The boxer appears twice within the framed works of “guabancex,” Elle Pérez’s second solo exhibition of new photographs and collages at 47 Canal. Aside from the collages, the rest of the mostly monochrome series is conspicuously unpeopled. Pérez, themself a boxer, has spoken before about their interest in “making work where you are.” What then are we to deduce from the planters, curbs, and lightless apertures into the unknown? From the natural settings of resilient disrepair that adjoin liminal publics— subway trains, dining sheds—and fraught privates, like the garlanded parlor of a funeral home?

The capacity to notice a place’s most mundane aspects—the vestibules, the sliding doors, the inadvertent petri dishes where grit and moisture coagulate—suggests a deep familiarity, one that can’t be easily granted. “guabancex’s” framed work conjures a glimpse so intimate as to be microscopic, producing insights that one is forced to question; similar to a boxing coach, Pérez instructs by feinting (or feints as instruction).

That sense of careful, if combative, guidance pervades “guabancex.” To borrow from film director Douglas Sirk, you can’t make photographs about things, you can only make them with them. When the with is obvious, we’re graced with a dynamic stillness of breathtaking beauty, like the other framed photo of the boxer, whose bare back curves like a nautilus against that same white wall; but when the with is unclear, as in the framed photos of broken chain link, wet plastic, or algae-furred mangrove roots rising from water, it feels like a delicate redirection, a reminder to avoid the temptation of about. With and about are different experiences, as Pérez is surely aware.

Which isn’t to say that Pérez won’t play with this distinction: the collages recombine the framed photos with new images of grapplers, surgical patients, anthropomorphic sculptures, and the photographer themself.
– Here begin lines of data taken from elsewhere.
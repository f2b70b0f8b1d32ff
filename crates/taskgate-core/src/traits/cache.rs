// SPDX-FileCopyrightText: 2026 Taskgate Contributors
// SPDX-License-Identifier: MIT OR Apache-2.0

//! Snapshot cache trait: a short-TTL keyed store for task snapshots.

use async_trait::async_trait;

use crate::types::{TaskId, TaskSnapshot};

/// Short-lived store mapping task identifier to its full snapshot.
///
/// Entries expire after the TTL fixed at construction (180 seconds by
/// default) and are deleted explicitly when a dialogue finishes. Concurrent
/// get/put/delete must be safe; implementations rely on per-key atomic
/// operations rather than external locking.
#[async_trait]
pub trait SnapshotCache: Send + Sync {
    /// Returns the cached snapshot, or `None` if absent or expired.
    async fn get(&self, id: &TaskId) -> Option<TaskSnapshot>;

    /// Stores a snapshot keyed by its task id, resetting the TTL.
    async fn put(&self, snapshot: &TaskSnapshot);

    /// Removes the entry, if present.
    async fn delete(&self, id: &TaskId);
}
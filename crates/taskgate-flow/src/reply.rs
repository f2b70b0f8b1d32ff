// SPDX-FileCopyrightText: 2026 Taskgate Contributors
// SPDX-License-Identifier: MIT OR Apache-2.0

//! Abstract outbound effects emitted by the flows.
//!
//! The orchestrator never talks to the chat transport directly; it emits
//! [`Reply`] values ("present options", "send text") that the transport
//! renders however it likes.

/// What pressing a choice does.
#[derive(Debug, Clone, PartialEq, Eq)]
pub enum ChoiceAction {
    /// Opaque payload the transport echoes back on selection.
    Callback(String),
    /// External link the chat client opens; nothing comes back to the bot.
    Link(String),
}

/// One button: display label plus its action.
#[derive(Debug, Clone, PartialEq, Eq)]
pub struct Choice {
    pub label: String,
    pub action: ChoiceAction,
}

impl Choice {
    pub fn new(label: impl Into<String>, payload: impl Into<String>) -> Self {
        Self {
            label: label.into(),
            action: ChoiceAction::Callback(payload.into()),
        }
    }

    pub fn link(label: impl Into<String>, url: impl Into<String>) -> Self {
        Self {
            label: label.into(),
            action: ChoiceAction::Link(url.into()),
        }
    }

    /// Callback payload, `None` for link buttons.
    pub fn payload(&self) -> Option<&str> {
        match &self.action {
            ChoiceAction::Callback(payload) => Some(payload),
            ChoiceAction::Link(_) => None,
        }
    }
}

/// An outbound message: plain text, or text with a choice keyboard laid out
/// in rows.
#[derive(Debug, Clone, PartialEq, Eq)]
pub enum Reply {
    Text(String),
    Choices {
        text: String,
        options: Vec<Vec<Choice>>,
    },
}

/// The result of handling one inbound user action.
///
/// `operator_alert` carries a data-integrity message for the admin channel;
/// it never reaches the end user.
#[derive(Debug, Default, Clone, PartialEq, Eq)]
pub struct Outcome {
    pub replies: Vec<Reply>,
    pub operator_alert: Option<String>,
}

impl Outcome {
    pub fn text(text: impl Into<String>) -> Self {
        Self {
            replies: vec![Reply::Text(text.into())],
            operator_alert: None,
        }
    }

    pub fn choices(text: impl Into<String>, options: Vec<Vec<Choice>>) -> Self {
        Self {
            replies: vec![Reply::Choices {
                text: text.into(),
                options,
            }],
            operator_alert: None,
        }
    }

    pub fn with_alert(mut self, alert: impl Into<String>) -> Self {
        self.operator_alert = Some(alert.into());
        self
    }
}

/// Lays out choices one per row, the keyboard shape used for every
/// candidate and option list.
pub fn single_column(choices: Vec<Choice>) -> Vec<Vec<Choice>> {
    choices.into_iter().map(|c| vec![c]).collect()
}

#[cfg(test)]
mod tests {
    use super::*;

    #[test]
    fn single_column_wraps_each_choice() {
        let rows = single_column(vec![Choice::new("a", "pa"), Choice::new("b", "pb")]);
        assert_eq!(rows.len(), 2);
        assert_eq!(rows[0].len(), 1);
        assert_eq!(rows[1][0].payload(), Some("pb"));
    }

    #[test]
    fn link_choices_have_no_payload() {
        let choice = Choice::link("Open form", "http://example.com/form");
        assert_eq!(choice.payload(), None);
        assert_eq!(
            choice.action,
            ChoiceAction::Link("http://example.com/form".into())
        );
    }

    #[test]
    fn outcome_with_alert_keeps_replies() {
        let outcome = Outcome::text("done").with_alert("integrity problem");
        assert_eq!(outcome.replies.len(), 1);
        assert_eq!(outcome.operator_alert.as_deref(), Some("integrity problem"));
    }
}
In contrast to the framed photos’ unpeopledness, the body—a Pérez standby, along with tantalizingly rich shadowplay and the voyeur’s studied cool—has followed us here, though it, like location, must be understood expansively. “guabancex,” says the artist, is a “meditation on…historical erasure, absence, resilience, presence,” on “being part of a politically constructed body of people that has been created to be moved, denied roots not just once, but in multiple eras and epochs, in multiple locations.”